Durant ses onze années comme missionnaire en Nouvelle-France, de 1664 à 1675, Louis Nicolas (1634-après 1700) a beaucoup voyagé. Il donne l’impression de s’être moins intéressé à la conversion des âmes qu’à faire l’histoire naturelle de ce vaste pays, en observant les premiers habitants des lieux, ses plantes, ses animaux, ses oiseaux, ses insectes et ses poissons et en les documentant, tant par les mots que les images, dans un ouvrage unique.
Le Codex canadensis, ce manuscrit illustré crée par Nicolas, constitue l’un des plus importants documents de la fin du 17e siècle en Amérique du Nord – à la fois comme œuvre d’art et œuvre scientifique. Les soixante-dix-neuf pages du Codex sont illustrées de 180 dessins à l’encre, quelques-uns rehaussés de couleur (aquarelle ou tempera?).
Le Codex est sans équivalent à son époque en Nouvelle-France, une œuvre d’art d’une rare qualité décrivant plantes et animaux.
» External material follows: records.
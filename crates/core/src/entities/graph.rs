//! Static entity schema graph.
//!
//! Every entity type the portal stores is a variant of [`EntityType`], which
//! names its table, its identity attribute and the fields that embed other
//! entities. Response schema keys map onto [`SchemaShape`] roots through
//! [`root_schema`].

use std::fmt;

/// Identity attribute used unless a type declares its own.
pub const DEFAULT_ID_ATTRIBUTE: &str = "id";

/// Whether a relation embeds one entity or an array of them.
#[derive(Debug, Clone, Copy, PartialEq, Eq, Hash)]
pub enum Cardinality {
    /// A single nested object.
    One,
    /// An array of nested objects.
    Many,
}

/// A field of an entity (or root object) that holds other entities.
#[derive(Debug, Clone, Copy, PartialEq, Eq, Hash)]
pub struct Relation {
    /// Field name in the payload.
    pub field: &'static str,
    /// Entity type stored in the field.
    pub target: EntityType,
    /// One object or an array of objects.
    pub cardinality: Cardinality,
}

impl Relation {
    /// A field holding one entity.
    pub const fn one(field: &'static str, target: EntityType) -> Self {
        Self {
            field,
            target,
            cardinality: Cardinality::One,
        }
    }

    /// A field holding an array of entities.
    pub const fn many(field: &'static str, target: EntityType) -> Self {
        Self {
            field,
            target,
            cardinality: Cardinality::Many,
        }
    }
}

/// Shape of a response body, selected by its schema key.
#[derive(Debug, Clone, Copy, PartialEq, Eq)]
pub enum SchemaShape {
    /// A single entity.
    Entity(EntityType),
    /// An array of entities.
    List(EntityType),
    /// A plain object whose listed fields hold entities.
    Object(&'static [Relation]),
}

/// Every entity type the portal normalizes.
#[derive(Debug, Clone, Copy, PartialEq, Eq, Hash, PartialOrd, Ord)]
pub enum EntityType {
    /// Logged-in user.
    User,
    /// Role granted to a user.
    Role,
    /// Service member (customer, internal API).
    ServiceMember,
    /// Orders issued to a service member.
    Order,
    /// A move under a set of orders.
    Move,
    /// Personally procured move.
    PersonallyProcuredMove,
    /// Service member backup contact.
    BackupContact,
    /// Duty location.
    DutyLocation,
    /// Uploaded document.
    Document,
    /// One file of a document.
    Upload,
    /// Customer (GHC API).
    Customer,
    /// Move task order.
    MoveTaskOrder,
    /// Shipment of a move task order.
    MtoShipment,
    /// Service item of a move task order.
    MtoServiceItem,
    /// Releasing or receiving agent of a shipment.
    MtoAgent,
    /// Payment request.
    PaymentRequest,
    /// Service item billed by a payment request.
    PaymentServiceItem,
    /// Shipment (generic shipment resource).
    Shipment,
}

const USER_RELATIONS: &[Relation] = &[
    Relation::one("service_member", EntityType::ServiceMember),
    Relation::many("roles", EntityType::Role),
];

const SERVICE_MEMBER_RELATIONS: &[Relation] = &[
    Relation::many("orders", EntityType::Order),
    Relation::many("backup_contacts", EntityType::BackupContact),
    Relation::one("current_location", EntityType::DutyLocation),
];

const ORDER_RELATIONS: &[Relation] = &[
    Relation::many("moves", EntityType::Move),
    Relation::one("new_duty_location", EntityType::DutyLocation),
    Relation::one("uploaded_orders", EntityType::Document),
];

const MOVE_RELATIONS: &[Relation] = &[Relation::many(
    "personally_procured_moves",
    EntityType::PersonallyProcuredMove,
)];

const DOCUMENT_RELATIONS: &[Relation] = &[Relation::many("uploads", EntityType::Upload)];

const MOVE_TASK_ORDER_RELATIONS: &[Relation] = &[
    Relation::many("mtoShipments", EntityType::MtoShipment),
    Relation::many("mtoServiceItems", EntityType::MtoServiceItem),
    Relation::many("paymentRequests", EntityType::PaymentRequest),
];

const PAYMENT_REQUEST_RELATIONS: &[Relation] =
    &[Relation::many("serviceItems", EntityType::PaymentServiceItem)];

const MOVE_TASK_ORDER_DETAILS: &[Relation] = &[
    Relation::one("moveTaskOrder", EntityType::MoveTaskOrder),
    Relation::many("mtoShipments", EntityType::MtoShipment),
];

impl EntityType {
    /// Every entity type.
    pub const ALL: [EntityType; 18] = [
        EntityType::User,
        EntityType::Role,
        EntityType::ServiceMember,
        EntityType::Order,
        EntityType::Move,
        EntityType::PersonallyProcuredMove,
        EntityType::BackupContact,
        EntityType::DutyLocation,
        EntityType::Document,
        EntityType::Upload,
        EntityType::Customer,
        EntityType::MoveTaskOrder,
        EntityType::MtoShipment,
        EntityType::MtoServiceItem,
        EntityType::MtoAgent,
        EntityType::PaymentRequest,
        EntityType::PaymentServiceItem,
        EntityType::Shipment,
    ];

    /// Name of the table the type is stored under.
    pub fn table(self) -> &'static str {
        match self {
            EntityType::User => "user",
            EntityType::Role => "roles",
            EntityType::ServiceMember => "serviceMembers",
            EntityType::Order => "orders",
            EntityType::Move => "moves",
            EntityType::PersonallyProcuredMove => "personallyProcuredMoves",
            EntityType::BackupContact => "backupContacts",
            EntityType::DutyLocation => "dutyLocations",
            EntityType::Document => "documents",
            EntityType::Upload => "upload",
            EntityType::Customer => "customer",
            EntityType::MoveTaskOrder => "moveTaskOrder",
            EntityType::MtoShipment => "mtoShipments",
            EntityType::MtoServiceItem => "mtoServiceItems",
            EntityType::MtoAgent => "mtoAgents",
            EntityType::PaymentRequest => "paymentRequests",
            EntityType::PaymentServiceItem => "paymentServiceItems",
            EntityType::Shipment => "shipments",
        }
    }

    /// Field whose value identifies an entity of this type.
    pub fn id_attribute(self) -> &'static str {
        DEFAULT_ID_ATTRIBUTE
    }

    /// Fields that embed other entities.
    pub fn relations(self) -> &'static [Relation] {
        match self {
            EntityType::User => USER_RELATIONS,
            EntityType::ServiceMember => SERVICE_MEMBER_RELATIONS,
            EntityType::Order => ORDER_RELATIONS,
            EntityType::Move => MOVE_RELATIONS,
            EntityType::Document => DOCUMENT_RELATIONS,
            EntityType::MoveTaskOrder => MOVE_TASK_ORDER_RELATIONS,
            EntityType::PaymentRequest => PAYMENT_REQUEST_RELATIONS,
            EntityType::Role
            | EntityType::PersonallyProcuredMove
            | EntityType::BackupContact
            | EntityType::DutyLocation
            | EntityType::Upload
            | EntityType::Customer
            | EntityType::MtoShipment
            | EntityType::MtoServiceItem
            | EntityType::MtoAgent
            | EntityType::PaymentServiceItem
            | EntityType::Shipment => &[],
        }
    }

    /// Look a type up by its table name.
    pub fn from_table(table: &str) -> Option<Self> {
        Self::ALL.into_iter().find(|t| t.table() == table)
    }
}

impl fmt::Display for EntityType {
    fn fmt(&self, f: &mut fmt::Formatter<'_>) -> fmt::Result {
        f.write_str(self.table())
    }
}

/// Schema key → root shape. Keys are camel-cased definition names.
const ROOT_SCHEMAS: &[(&str, SchemaShape)] = &[
    // internal
    ("user", SchemaShape::Entity(EntityType::User)),
    ("loggedInUser", SchemaShape::Entity(EntityType::User)),
    ("serviceMember", SchemaShape::Entity(EntityType::ServiceMember)),
    ("orders", SchemaShape::Entity(EntityType::Order)),
    ("move", SchemaShape::Entity(EntityType::Move)),
    (
        "personallyProcuredMove",
        SchemaShape::Entity(EntityType::PersonallyProcuredMove),
    ),
    (
        "indexPersonallyProcuredMove",
        SchemaShape::List(EntityType::PersonallyProcuredMove),
    ),
    ("serviceMemberBackupContact", SchemaShape::Entity(EntityType::BackupContact)),
    (
        "indexServiceMemberBackupContacts",
        SchemaShape::List(EntityType::BackupContact),
    ),
    ("dutyLocation", SchemaShape::Entity(EntityType::DutyLocation)),
    ("dutyLocations", SchemaShape::List(EntityType::DutyLocation)),
    ("document", SchemaShape::Entity(EntityType::Document)),
    ("upload", SchemaShape::Entity(EntityType::Upload)),
    // ghc
    ("order", SchemaShape::Entity(EntityType::Order)),
    ("customer", SchemaShape::Entity(EntityType::Customer)),
    ("moveTaskOrder", SchemaShape::Entity(EntityType::MoveTaskOrder)),
    ("moveTaskOrders", SchemaShape::List(EntityType::MoveTaskOrder)),
    ("moveTaskOrderDetails", SchemaShape::Object(MOVE_TASK_ORDER_DETAILS)),
    ("mtoShipment", SchemaShape::Entity(EntityType::MtoShipment)),
    ("mTOShipment", SchemaShape::Entity(EntityType::MtoShipment)),
    ("mtoShipments", SchemaShape::List(EntityType::MtoShipment)),
    ("mTOShipments", SchemaShape::List(EntityType::MtoShipment)),
    ("mtoServiceItem", SchemaShape::Entity(EntityType::MtoServiceItem)),
    ("mTOServiceItem", SchemaShape::Entity(EntityType::MtoServiceItem)),
    ("mtoServiceItems", SchemaShape::List(EntityType::MtoServiceItem)),
    ("mTOServiceItems", SchemaShape::List(EntityType::MtoServiceItem)),
    ("mtoAgent", SchemaShape::Entity(EntityType::MtoAgent)),
    ("mTOAgents", SchemaShape::List(EntityType::MtoAgent)),
    ("paymentRequest", SchemaShape::Entity(EntityType::PaymentRequest)),
    ("paymentRequests", SchemaShape::List(EntityType::PaymentRequest)),
    ("paymentServiceItem", SchemaShape::Entity(EntityType::PaymentServiceItem)),
    ("paymentServiceItems", SchemaShape::List(EntityType::PaymentServiceItem)),
    ("shipment", SchemaShape::Entity(EntityType::Shipment)),
    ("shipments", SchemaShape::List(EntityType::Shipment)),
];

/// Root shape registered for a schema key.
pub fn root_schema(key: &str) -> Option<SchemaShape> {
    ROOT_SCHEMAS
        .iter()
        .find(|(name, _)| *name == key)
        .map(|(_, shape)| *shape)
}

/// Every registered schema key.
pub fn schema_keys() -> impl Iterator<Item = &'static str> {
    ROOT_SCHEMAS.iter().map(|(name, _)| *name)
}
Nicolas donne plus de détails que les premiers découvreurs comme Jacques Cartier, Samuel de Champlain, ou le gouverneur Pierre Boucher, auteur d’une Histoire véritable et naturelle des mœurs et productions du pays de la Nouvelle-France vulgairement dite le Canada, 1664. Peu de représentations picturales de la Nouvelle-France du 17e siècle subsistent aujourd’hui, ce qui rend le Codex canadensis si précieux.
Nicolas a vécu avant le grand botaniste et zoologue suédois Carl von Linné (1707-1778), qui est à l’origine de la classification moderne des espèces. Le missionnaire a donc organisé ses illustrations selon l’ordre hiérarchique qu’il avait appris auprès des jésuites : d’abord les humains, au sommet; puis les plantes, les mammifères, les oiseaux et les poissons; et finalement quelques images recensant les premiers découvreurs de l’Amérique du Nord et quelques animaux domestiques qu’ils avaient apportés avec eux. Nicolas affirmait avoir vu toutes les espèces qu’il avait dessinées, y compris la licorne de la page 27 du Codex!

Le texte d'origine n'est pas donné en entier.